About the Benefice and its communities
The benefice of the Piddle Valley, Cheselbourne, Hilton and Melcombe Horsey lies in the heart of rural Dorset.
It comprises the parishes of Alton Pancras, Cheselbourne, Hilton, Melcombe Horsey, Piddlehinton and Piddletrenthide. Included in these parishes are the communities at Ansty, Higher Ansty, Higher Melcombe, Melcombe Bingham, Muston, Plush and White Lackington.
All are welcome!
Jesus Christ is open to all! Christ’s life on earth was to bring peace to the enemies of God; Christ would often surround Himself with evildoers and mockers. The commission of all Christians is to be among all and to welcome them, even those who mock and commit evil against us.
All are welcome to our benefice of six churches, they are places of: seclusion, spiritual nourishment, friendship, compassion and God’s forgiveness but they are not places to hide away from the world, rather they are places to transform it and each other. In joining us you assist in transforming us and the world.
Jesus Christ is much more than just a nice man; he was not sent into the world to sit among fields of lilies and roses avoiding, bad people, in other words to make churches full of nice people, rather he was sent to bring God’s Kingdom, to all, even those who despised him, so that they become righteous – divinized (holiness) -in his love.
All are welcome, to share in his love.
In the passage that follows, Rowan Williams, a former Archbishop of Canterbury, summarises what it is to be a Christian.
Being a Christian
Christian life is lived in relationship with God through Jesus Christ and, in common with other Christians, seeking to deepen that relationship and to follow the way that Jesus taught.

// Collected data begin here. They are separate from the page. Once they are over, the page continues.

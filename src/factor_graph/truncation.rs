//! Moment-matching corrections for a Gaussian truncated to the region consistent
//! with an observed result: `diff > margin` for a win, `|diff| <= margin` for a draw.
//! Arguments are scaled by the standard deviation of the difference.

use crate::error::NumericalError;
use crate::numerical::{standard_normal_cdf, standard_normal_pdf};
use serde::{Deserialize, Serialize};

#[derive(Clone, Copy, Debug, PartialEq, Eq, Serialize, Deserialize)]
pub enum Outcome {
    Win,
    Draw,
}

impl Outcome {
    pub fn between(rank: usize, next_rank: usize) -> Self {
        if rank == next_rank {
            Self::Draw
        } else {
            Self::Win
        }
    }

    pub fn v(self, diff: f64, draw_margin: f64) -> f64 {
        match self {
            Self::Win => v_win(diff, draw_margin),
            Self::Draw => v_draw(diff, draw_margin),
        }
    }

    pub fn w(self, diff: f64, draw_margin: f64) -> Result<f64, NumericalError> {
        match self {
            Self::Win => w_win(diff, draw_margin),
            Self::Draw => w_draw(diff, draw_margin),
        }
    }
}

fn usable(denom: f64) -> bool {
    denom != 0. && !denom.is_nan()
}

fn draw_bounds(diff: f64, draw_margin: f64) -> (f64, f64) {
    let abs_diff = diff.abs();
    (draw_margin - abs_diff, -draw_margin - abs_diff)
}

pub fn v_win(diff: f64, draw_margin: f64) -> f64 {
    let x = diff - draw_margin;
    let denom = standard_normal_cdf(x);
    if usable(denom) {
        standard_normal_pdf(x) / denom
    } else {
        -x
    }
}

pub fn w_win(diff: f64, draw_margin: f64) -> Result<f64, NumericalError> {
    let x = diff - draw_margin;
    let v = v_win(diff, draw_margin);
    let w = v * (v + x);
    if 0. < w && w < 1. {
        Ok(w)
    } else {
        Err(NumericalError::WinVarianceOutOfRange(w))
    }
}

pub fn v_draw(diff: f64, draw_margin: f64) -> f64 {
    let (a, b) = draw_bounds(diff, draw_margin);
    let denom = standard_normal_cdf(a) - standard_normal_cdf(b);
    let v = if usable(denom) {
        (standard_normal_pdf(b) - standard_normal_pdf(a)) / denom
    } else {
        a
    };
    if diff < 0. { -v } else { v }
}

pub fn w_draw(diff: f64, draw_margin: f64) -> Result<f64, NumericalError> {
    let (a, b) = draw_bounds(diff, draw_margin);
    let denom = standard_normal_cdf(a) - standard_normal_cdf(b);
    if !usable(denom) {
        return Err(NumericalError::DegenerateDrawDenominator(denom));
    }
    let v = v_draw(diff.abs(), draw_margin);
    Ok(v * v + (a * standard_normal_pdf(a) - b * standard_normal_pdf(b)) / denom)
}

#[cfg(test)]
mod test {
    use super::*;
    use claims::{assert_err, assert_gt, assert_lt, assert_ok};

    #[test]
    fn test_outcome_between_ranks() {
        assert_eq!(Outcome::between(0, 1), Outcome::Win);
        assert_eq!(Outcome::between(2, 2), Outcome::Draw);
    }

    #[test]
    fn test_win_at_zero() {
        // v(0, 0) = pdf(0) / cdf(0)
        let v = v_win(0., 0.);
        assert!((v - 2. * standard_normal_pdf(0.)).abs() < 1e-12);
        let w = assert_ok!(w_win(0., 0.));
        assert!((w - v * v).abs() < 1e-12);
    }

    #[test]
    fn test_win_correction_shrinks_with_margin_of_victory() {
        let close = v_win(0.1, 0.2);
        let blowout = v_win(3., 0.2);
        assert_gt!(close, blowout);
        assert_gt!(blowout, 0.);
        let w = assert_ok!(w_win(3., 0.2));
        assert_lt!(w, assert_ok!(w_win(0.1, 0.2)));
    }

    #[test]
    fn test_hopeless_upset_is_reported() {
        // cdf underflows, so the fallback v = -x makes w exactly zero
        assert_eq!(v_win(-40., 0.), 40.);
        assert_eq!(
            assert_err!(w_win(-40., 0.)),
            NumericalError::WinVarianceOutOfRange(0.)
        );
    }

    #[test]
    fn test_draw_is_odd_in_diff() {
        let v = v_draw(0.7, 0.5);
        assert!((v + v_draw(-0.7, 0.5)).abs() < 1e-12);
        assert_eq!(v_draw(0., 0.5), 0.);
        let w = assert_ok!(w_draw(0.7, 0.5));
        assert_eq!(assert_ok!(w_draw(-0.7, 0.5)), w);
        assert_gt!(w, 0.);
        assert_lt!(w, 1.);
    }

    #[test]
    fn test_draw_without_margin_is_degenerate() {
        assert_eq!(
            assert_err!(w_draw(0.3, 0.)),
            NumericalError::DegenerateDrawDenominator(0.)
        );
        assert_err!(Outcome::Draw.w(0.3, 0.));
    }

    #[test]
    fn test_dispatch_matches_free_functions() {
        assert_eq!(Outcome::Win.v(0.4, 0.1), v_win(0.4, 0.1));
        assert_eq!(Outcome::Draw.v(0.4, 0.1), v_draw(0.4, 0.1));
        assert_eq!(Outcome::Win.w(0.4, 0.1), w_win(0.4, 0.1));
    }
}
use super::truncation::Outcome;
use super::variable::{EdgeId, Variables};
use crate::error::NumericalError;
use crate::gaussian::Gaussian;
use crate::rating::Rating;

/// Anchors a skill variable at a player's prior rating, widened by the
/// skill drift expected since that rating was last updated.
#[derive(Clone, Debug)]
pub struct PriorFactor {
    pub edge: EdgeId,
    pub prior: Rating,
    pub sig_drift: f64,
}

/// Couples a skill with a noisy sample of it: `value ~ N(mean, variance)`.
#[derive(Clone, Debug)]
pub struct LikelihoodFactor {
    pub mean: EdgeId,
    pub value: EdgeId,
    pub variance: f64,
}

/// Constrains `sum = coeffs[0] * terms[0] + coeffs[1] * terms[1] + ...`
#[derive(Clone, Debug)]
pub struct SumFactor {
    pub sum: EdgeId,
    pub terms: Vec<EdgeId>,
    pub coeffs: Vec<f64>,
}

/// Observes the sign of a performance difference, up to the draw margin.
#[derive(Clone, Debug)]
pub struct TruncateFactor {
    pub edge: EdgeId,
    pub outcome: Outcome,
    pub draw_margin: f64,
}

impl PriorFactor {
    pub fn down(&self, vars: &mut Variables) -> f64 {
        let value = self.prior.with_noise(self.sig_drift).to_gaussian();
        vars.update_value(self.edge, value)
    }
}

impl LikelihoodFactor {
    fn send(&self, vars: &mut Variables, from: EdgeId, to: EdgeId) -> f64 {
        let msg = vars.excluding(from);
        let a = (self.variance * msg.pi + 1.).recip();
        vars.update_message(to, Gaussian::from_precision(a * msg.pi, a * msg.tau))
    }

    pub fn down(&self, vars: &mut Variables) -> f64 {
        self.send(vars, self.mean, self.value)
    }

    pub fn up(&self, vars: &mut Variables) -> f64 {
        self.send(vars, self.value, self.mean)
    }
}

impl SumFactor {
    pub fn new(sum: EdgeId, terms: Vec<EdgeId>, coeffs: Vec<f64>) -> Self {
        assert_eq!(terms.len(), coeffs.len());
        Self { sum, terms, coeffs }
    }

    pub fn len(&self) -> usize {
        self.terms.len()
    }

    pub fn is_empty(&self) -> bool {
        self.terms.is_empty()
    }

    // Sends to `target` the distribution of sum_i coeffs[i] * vals[i],
    // treating the vals as independent given everything but this factor.
    fn update(
        &self,
        vars: &mut Variables,
        target: EdgeId,
        vals: &[EdgeId],
        coeffs: &[f64],
    ) -> f64 {
        let mut pi_inv = 0.;
        let mut mu = 0.;
        for (&val, &coeff) in vals.iter().zip(coeffs) {
            let div = vars.excluding(val);
            mu += coeff * div.mu();
            if pi_inv == f64::INFINITY {
                continue;
            }
            if div.pi == 0. {
                pi_inv = f64::INFINITY;
            } else {
                pi_inv += coeff * coeff / div.pi;
            }
        }
        let pi = pi_inv.recip();
        vars.update_message(target, Gaussian::from_precision(pi, pi * mu))
    }

    pub fn down(&self, vars: &mut Variables) -> f64 {
        self.update(vars, self.sum, &self.terms, &self.coeffs)
    }

    /// Solves the constraint for `terms[index]` given the sum and the other terms.
    pub fn up(&self, vars: &mut Variables, index: usize) -> f64 {
        let coeff = self.coeffs[index];
        let coeffs: Vec<f64> = self
            .coeffs
            .iter()
            .enumerate()
            .map(|(i, &c)| {
                let p = if i == index { coeff.recip() } else { -c / coeff };
                if p.is_finite() { p } else { 0. }
            })
            .collect();
        let mut vals = self.terms.clone();
        vals[index] = self.sum;
        self.update(vars, self.terms[index], &vals, &coeffs)
    }
}

impl TruncateFactor {
    pub fn up(&self, vars: &mut Variables) -> Result<f64, NumericalError> {
        let div = vars.excluding(self.edge);
        let sqrt_pi = div.pi.sqrt();
        let diff = div.tau / sqrt_pi;
        let margin = self.draw_margin * sqrt_pi;
        let v = self.outcome.v(diff, margin);
        let w = self.outcome.w(diff, margin)?;
        let denom = 1. - w;
        let value = Gaussian::from_precision(div.pi / denom, (div.tau + sqrt_pi * v) / denom);
        Ok(vars.update_value(self.edge, value))
    }
}

/// The closed set of factor kinds. Each returns the size of the change it made,
/// and directions a kind has no use for are no-ops.
#[derive(Clone, Debug)]
pub enum Factor {
    Prior(PriorFactor),
    Likelihood(LikelihoodFactor),
    Sum(SumFactor),
    Truncate(TruncateFactor),
}

impl Factor {
    /// Propagates from skills towards the observed outcome.
    pub fn down(&self, vars: &mut Variables) -> f64 {
        match self {
            Self::Prior(f) => f.down(vars),
            Self::Likelihood(f) => f.down(vars),
            Self::Sum(f) => f.down(vars),
            Self::Truncate(_) => 0.,
        }
    }

    /// Propagates from the observed outcome back towards skills. `index` picks
    /// the term solved for by a `Sum` factor and is ignored by the others.
    pub fn up(&self, vars: &mut Variables, index: usize) -> Result<f64, NumericalError> {
        Ok(match self {
            Self::Prior(_) => 0.,
            Self::Likelihood(f) => f.up(vars),
            Self::Sum(f) => f.up(vars, index),
            Self::Truncate(f) => f.up(vars)?,
        })
    }
}
pub mod analyze_audio_use_case;
pub mod pipeline_logger;
pub mod segment_aggregator;
pub mod segment_record;
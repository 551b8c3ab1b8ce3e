pub mod http_speech_recognizer;
pub mod wav_artifact;
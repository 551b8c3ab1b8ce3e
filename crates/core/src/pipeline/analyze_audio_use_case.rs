use std::time::Instant;

use crate::audio::domain::audio_track::AudioTrack;
use crate::audio::domain::segmenter::segment_windows;
use crate::emotion::domain::emotion_classifier::EmotionClassifier;
use crate::emotion::domain::emotion_score::EmotionScore;
use crate::shared::constants::SEGMENT_WINDOW_MS;
use crate::transcription::domain::speech_recognizer::{RecognitionError, SpeechRecognizer};
use crate::transcription::domain::transcript_outcome::TranscriptOutcome;

use super::pipeline_logger::PipelineLogger;
use super::segment_aggregator::SegmentAggregator;
use super::segment_record::SegmentRecord;

/// Orchestrates the segment → transcribe → classify → aggregate pipeline
/// for one decoded track.
///
/// Segments are processed strictly in order: each segment's recognition
/// and classification complete before the next segment begins. Both
/// external calls are blocking with no timeout, so a hung service stalls
/// the run.
pub struct AnalyzeAudioUseCase {
    recognizer: Box<dyn SpeechRecognizer>,
    classifier: Box<dyn EmotionClassifier>,
    logger: Box<dyn PipelineLogger>,
}

impl AnalyzeAudioUseCase {
    pub fn new(
        recognizer: Box<dyn SpeechRecognizer>,
        classifier: Box<dyn EmotionClassifier>,
        logger: Box<dyn PipelineLogger>,
    ) -> Self {
        Self {
            recognizer,
            classifier,
            logger,
        }
    }

    /// Analyze a decoded track into its emotion timeline.
    ///
    /// Every segment yields exactly one record: per-segment failures are
    /// recorded as data, never propagated. A zero-duration track yields
    /// an empty timeline.
    pub fn execute(&mut self, track: &AudioTrack) -> Vec<SegmentRecord> {
        let segments = segment_windows(track.duration_ms(), SEGMENT_WINDOW_MS);
        let total = segments.len();
        let mut timeline = Vec::with_capacity(total);

        for (index, segment) in segments.iter().enumerate() {
            let chunk = track.window(segment.start_ms(), segment.end_ms());

            let started = Instant::now();
            let outcome = match self.recognizer.recognize(&chunk) {
                Ok(text) if text.trim().is_empty() => TranscriptOutcome::Inaudible,
                Ok(text) => TranscriptOutcome::Text(text),
                Err(RecognitionError::NoSpeech) => TranscriptOutcome::Inaudible,
                Err(RecognitionError::ServiceUnavailable(reason)) => {
                    log::warn!("segment {index}: speech service unavailable: {reason}");
                    TranscriptOutcome::ServiceUnavailable
                }
            };
            self.logger
                .timing("transcribe", started.elapsed().as_secs_f64() * 1000.0);

            let emotions = match &outcome {
                TranscriptOutcome::Text(text) => {
                    let started = Instant::now();
                    let scores = match self.classifier.classify(text) {
                        Ok(scores) => scores,
                        Err(e) => {
                            log::warn!("segment {index}: emotion scoring failed: {e}");
                            EmotionScore::empty()
                        }
                    };
                    self.logger
                        .timing("classify", started.elapsed().as_secs_f64() * 1000.0);
                    scores
                }
                _ => EmotionScore::empty(),
            };

            timeline.push(SegmentAggregator::aggregate(segment, outcome, emotions));
            self.logger.progress(index + 1, total);
        }

        self.logger.summary();
        timeline
    }
}

#[cfg(test)]
mod tests {
    use super::*;
    use crate::emotion::domain::emotion_classifier::ClassificationError;
    use crate::pipeline::pipeline_logger::NullPipelineLogger;
    use approx::assert_relative_eq;
    use std::sync::{Arc, Mutex};

    // ─── Stubs ───

    struct StubRecognizer {
        transcript: Result<String, fn() -> RecognitionError>,
        calls: Arc<Mutex<Vec<u64>>>,
    }

    impl StubRecognizer {
        fn ok(text: &str) -> Self {
            Self {
                transcript: Ok(text.to_string()),
                calls: Arc::new(Mutex::new(Vec::new())),
            }
        }

        fn err(make: fn() -> RecognitionError) -> Self {
            Self {
                transcript: Err(make),
                calls: Arc::new(Mutex::new(Vec::new())),
            }
        }
    }

    impl SpeechRecognizer for StubRecognizer {
        fn recognize(&self, audio: &AudioTrack) -> Result<String, RecognitionError> {
            self.calls.lock().unwrap().push(audio.duration_ms());
            match &self.transcript {
                Ok(text) => Ok(text.clone()),
                Err(make) => Err(make()),
            }
        }
    }

    struct StubClassifier {
        scores: Result<EmotionScore, String>,
        called: Arc<Mutex<usize>>,
    }

    impl StubClassifier {
        fn ok(values: &[(&str, f64)]) -> Self {
            Self {
                scores: Ok(EmotionScore::from_pairs(
                    values.iter().map(|(l, s)| (l.to_string(), *s)).collect(),
                )),
                called: Arc::new(Mutex::new(0)),
            }
        }

        fn err(reason: &str) -> Self {
            Self {
                scores: Err(reason.to_string()),
                called: Arc::new(Mutex::new(0)),
            }
        }
    }

    impl EmotionClassifier for StubClassifier {
        fn classify(&self, _text: &str) -> Result<EmotionScore, ClassificationError> {
            *self.called.lock().unwrap() += 1;
            match &self.scores {
                Ok(scores) => Ok(scores.clone()),
                Err(reason) => Err(ClassificationError::ServiceUnavailable(reason.clone())),
            }
        }
    }

    struct StubLogger {
        progress: Arc<Mutex<Vec<(usize, usize)>>>,
        summarized: Arc<Mutex<bool>>,
    }

    impl StubLogger {
        fn new() -> Self {
            Self {
                progress: Arc::new(Mutex::new(Vec::new())),
                summarized: Arc::new(Mutex::new(false)),
            }
        }
    }

    impl PipelineLogger for StubLogger {
        fn progress(&mut self, current: usize, total: usize) {
            self.progress.lock().unwrap().push((current, total));
        }
        fn timing(&mut self, _stage: &str, _duration_ms: f64) {}
        fn info(&mut self, _message: &str) {}
        fn summary(&self) {
            *self.summarized.lock().unwrap() = true;
        }
    }

    fn track_of_seconds(seconds: usize) -> AudioTrack {
        AudioTrack::new(vec![0.0; seconds * 16000], 16000)
    }

    fn use_case(
        recognizer: StubRecognizer,
        classifier: StubClassifier,
    ) -> AnalyzeAudioUseCase {
        AnalyzeAudioUseCase::new(
            Box::new(recognizer),
            Box::new(classifier),
            Box::new(NullPipelineLogger),
        )
    }

    const HAPPY_SCORES: &[(&str, f64)] = &[
        ("joy", 92.3),
        ("neutral", 4.1),
        ("sadness", 1.2),
        ("anger", 0.9),
        ("fear", 0.8),
        ("surprise", 0.5),
        ("disgust", 0.2),
    ];

    #[test]
    fn test_timeline_length_equals_segment_count() {
        let mut uc = use_case(
            StubRecognizer::ok("I am happy today"),
            StubClassifier::ok(HAPPY_SCORES),
        );
        let timeline = uc.execute(&track_of_seconds(25));
        assert_eq!(timeline.len(), 3);
    }

    #[test]
    fn test_segments_are_chronological_with_expected_labels() {
        let mut uc = use_case(
            StubRecognizer::ok("hello"),
            StubClassifier::ok(HAPPY_SCORES),
        );
        let timeline = uc.execute(&track_of_seconds(25));

        let labels: Vec<&str> = timeline.iter().map(|r| r.timestamp.as_str()).collect();
        assert_eq!(labels, vec!["0:00 - 0:10", "0:10 - 0:20", "0:20 - 0:25"]);
        assert_eq!(
            timeline.iter().map(|r| r.start_seconds).collect::<Vec<_>>(),
            vec![0, 10, 20]
        );
    }

    #[test]
    fn test_transcribed_segment_carries_dominant_emotion() {
        let mut uc = use_case(
            StubRecognizer::ok("I am happy today"),
            StubClassifier::ok(HAPPY_SCORES),
        );
        let timeline = uc.execute(&track_of_seconds(5));

        assert_eq!(timeline.len(), 1);
        let record = &timeline[0];
        assert_eq!(record.text.as_str(), "I am happy today");
        assert_eq!(record.top_emotion, "joy");
        assert_relative_eq!(record.confidence, 92.3);
        assert_eq!(record.all_emotions.len(), 7);
    }

    #[test]
    fn test_unreachable_service_yields_sentinel_record() {
        let mut uc = use_case(
            StubRecognizer::err(|| {
                RecognitionError::ServiceUnavailable("connection refused".to_string())
            }),
            StubClassifier::ok(HAPPY_SCORES),
        );
        let timeline = uc.execute(&track_of_seconds(5));

        let record = &timeline[0];
        assert_eq!(record.text, TranscriptOutcome::ServiceUnavailable);
        assert_eq!(record.text.as_str(), "[speech service unavailable]");
        assert_eq!(record.top_emotion, "unknown");
        assert_eq!(record.confidence, 0.0);
        assert!(record.all_emotions.is_empty());
    }

    #[test]
    fn test_no_speech_yields_inaudible_record() {
        let mut uc = use_case(
            StubRecognizer::err(|| RecognitionError::NoSpeech),
            StubClassifier::ok(HAPPY_SCORES),
        );
        let timeline = uc.execute(&track_of_seconds(5));
        assert_eq!(timeline[0].text, TranscriptOutcome::Inaudible);
        assert_eq!(timeline[0].top_emotion, "unknown");
    }

    #[test]
    fn test_classifier_not_invoked_for_sentinels() {
        let classifier = StubClassifier::ok(HAPPY_SCORES);
        let called = classifier.called.clone();
        let mut uc = use_case(StubRecognizer::err(|| RecognitionError::NoSpeech), classifier);

        uc.execute(&track_of_seconds(25));
        assert_eq!(*called.lock().unwrap(), 0);
    }

    #[test]
    fn test_classifier_invoked_once_per_transcribed_segment() {
        let classifier = StubClassifier::ok(HAPPY_SCORES);
        let called = classifier.called.clone();
        let mut uc = use_case(StubRecognizer::ok("hello"), classifier);

        uc.execute(&track_of_seconds(25));
        assert_eq!(*called.lock().unwrap(), 3);
    }

    #[test]
    fn test_classification_failure_degrades_to_unknown() {
        let mut uc = use_case(
            StubRecognizer::ok("hello"),
            StubClassifier::err("model offline"),
        );
        let timeline = uc.execute(&track_of_seconds(5));

        let record = &timeline[0];
        assert!(record.text.is_text());
        assert_eq!(record.top_emotion, "unknown");
        assert_eq!(record.confidence, 0.0);
        assert!(record.all_emotions.is_empty());
    }

    #[test]
    fn test_empty_transcript_is_normalized_to_inaudible() {
        let mut uc = use_case(StubRecognizer::ok("   "), StubClassifier::ok(HAPPY_SCORES));
        let timeline = uc.execute(&track_of_seconds(5));
        assert_eq!(timeline[0].text, TranscriptOutcome::Inaudible);
    }

    #[test]
    fn test_zero_duration_track_yields_empty_timeline() {
        let mut uc = use_case(
            StubRecognizer::ok("hello"),
            StubClassifier::ok(HAPPY_SCORES),
        );
        let timeline = uc.execute(&AudioTrack::new(Vec::new(), 16000));
        assert!(timeline.is_empty());
    }

    #[test]
    fn test_every_segment_failing_still_fills_the_timeline() {
        let mut uc = use_case(
            StubRecognizer::err(|| {
                RecognitionError::ServiceUnavailable("down".to_string())
            }),
            StubClassifier::ok(HAPPY_SCORES),
        );
        let timeline = uc.execute(&track_of_seconds(47));

        assert_eq!(timeline.len(), 5);
        assert!(timeline
            .iter()
            .all(|r| r.text == TranscriptOutcome::ServiceUnavailable));
    }

    #[test]
    fn test_recognizer_receives_window_sized_chunks() {
        let recognizer = StubRecognizer::ok("hello");
        let calls = recognizer.calls.clone();
        let mut uc = use_case(recognizer, StubClassifier::ok(HAPPY_SCORES));

        uc.execute(&track_of_seconds(25));
        assert_eq!(*calls.lock().unwrap(), vec![10_000, 10_000, 5_000]);
    }

    #[test]
    fn test_rerun_with_deterministic_collaborators_is_identical() {
        let track = track_of_seconds(25);

        let mut first_uc = use_case(
            StubRecognizer::ok("I am happy today"),
            StubClassifier::ok(HAPPY_SCORES),
        );
        let first = first_uc.execute(&track);

        let mut second_uc = use_case(
            StubRecognizer::ok("I am happy today"),
            StubClassifier::ok(HAPPY_SCORES),
        );
        let second = second_uc.execute(&track);

        assert_eq!(first, second);
    }

    #[test]
    fn test_progress_and_summary_reported() {
        let logger = StubLogger::new();
        let progress = logger.progress.clone();
        let summarized = logger.summarized.clone();

        let mut uc = AnalyzeAudioUseCase::new(
            Box::new(StubRecognizer::ok("hello")),
            Box::new(StubClassifier::ok(HAPPY_SCORES)),
            Box::new(logger),
        );
        uc.execute(&track_of_seconds(25));

        assert_eq!(*progress.lock().unwrap(), vec![(1, 3), (2, 3), (3, 3)]);
        assert!(*summarized.lock().unwrap());
    }
}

Central to that relationship is knowing we can trust God. Saint Paul says at the end of the eighth chapter of his letter to the Church in Rome, ‘if God is for us, who can be against us?’ And this is the heart of faith.
How do we know that ‘God is for us’? Because Jesus Christ, the one human being who is completely in tune with God – with what God wants and what God is doing – has carried the burden of our human betrayals of God and running away from goodness. He has let himself be betrayed and rejected, executed in a humiliating and agonising way, and yet has not turned his back on us. Death did not succeed in silencing him or removing him from the world. He is alive; and that means that his love is alive, having survived the worst we can do.
Nothing – says St Paul in the same passage – can separate us from this love. But this isn’t an excuse for doing what we like, knowing we can get away with it. Once we know that God is ‘for us’, we open up to the gift that God wants to give us – which is a share in his own love and freedom and mercy. We breathe with his breath – that’s part of what it means to say that we receive God’s ‘Spirit’, which makes us live like Jesus ‘in tune’ with God. If we have really taken the message in, we shall live lives of selfless generosity, always asking how the gifts given us – material or imaginative or spiritual or whatever – can be shared in a way that brings other people more fully alive. And we shall be able to trust the generosity of others and be free to receive what they have to give us.
Generosity, gratitude, confidence that when we fail we are still loved – all of this focused on Jesus’ life and death and resurrection. That’s where we start in the lifelong job of being a Christian.